The problem:
Look through the entries below and report every line that has "impl".

Records for the task:
━━━━━━━━━━━━━━━━━━━━━━━━━━━━━━

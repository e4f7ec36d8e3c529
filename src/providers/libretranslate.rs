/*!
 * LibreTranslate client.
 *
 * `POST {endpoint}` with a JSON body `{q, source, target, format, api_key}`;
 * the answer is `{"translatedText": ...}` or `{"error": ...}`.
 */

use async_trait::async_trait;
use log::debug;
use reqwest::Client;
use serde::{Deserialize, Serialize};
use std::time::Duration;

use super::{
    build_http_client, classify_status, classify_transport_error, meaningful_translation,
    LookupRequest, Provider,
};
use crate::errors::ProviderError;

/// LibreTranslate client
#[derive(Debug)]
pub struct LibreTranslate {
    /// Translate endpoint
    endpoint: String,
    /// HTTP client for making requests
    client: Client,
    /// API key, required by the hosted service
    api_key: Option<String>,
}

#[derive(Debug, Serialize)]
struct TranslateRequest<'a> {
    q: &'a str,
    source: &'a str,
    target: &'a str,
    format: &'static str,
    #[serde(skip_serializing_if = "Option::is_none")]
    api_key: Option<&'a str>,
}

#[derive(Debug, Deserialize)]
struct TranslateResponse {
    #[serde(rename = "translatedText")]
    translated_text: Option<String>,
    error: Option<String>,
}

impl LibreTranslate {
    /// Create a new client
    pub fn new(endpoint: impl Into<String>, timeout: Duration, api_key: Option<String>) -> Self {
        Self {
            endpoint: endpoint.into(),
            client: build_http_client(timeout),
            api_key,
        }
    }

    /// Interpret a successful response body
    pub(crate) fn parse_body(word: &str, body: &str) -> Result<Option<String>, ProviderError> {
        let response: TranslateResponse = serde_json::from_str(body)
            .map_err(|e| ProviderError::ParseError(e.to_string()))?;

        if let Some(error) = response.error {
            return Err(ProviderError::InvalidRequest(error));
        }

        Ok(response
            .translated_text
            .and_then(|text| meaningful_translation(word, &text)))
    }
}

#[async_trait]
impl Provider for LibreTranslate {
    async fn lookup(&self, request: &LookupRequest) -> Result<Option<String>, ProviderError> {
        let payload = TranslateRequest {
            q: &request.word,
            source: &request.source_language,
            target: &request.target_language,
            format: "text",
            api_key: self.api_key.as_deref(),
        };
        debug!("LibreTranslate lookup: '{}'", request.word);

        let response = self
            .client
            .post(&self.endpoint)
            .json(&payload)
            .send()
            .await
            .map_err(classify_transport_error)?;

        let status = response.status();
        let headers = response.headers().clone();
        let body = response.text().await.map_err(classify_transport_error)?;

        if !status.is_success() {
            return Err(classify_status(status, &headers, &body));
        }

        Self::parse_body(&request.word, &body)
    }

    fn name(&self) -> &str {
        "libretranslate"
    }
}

━━━━━━━━━━━━━━━━━━━━━━━━━━━━━━

Reply to the exercise:
impl LibreTranslate {
    pub fn new(endpoint: impl Into<String>, timeout: Duration, api_key: Option<String>) -> Self {
impl Provider for LibreTranslate {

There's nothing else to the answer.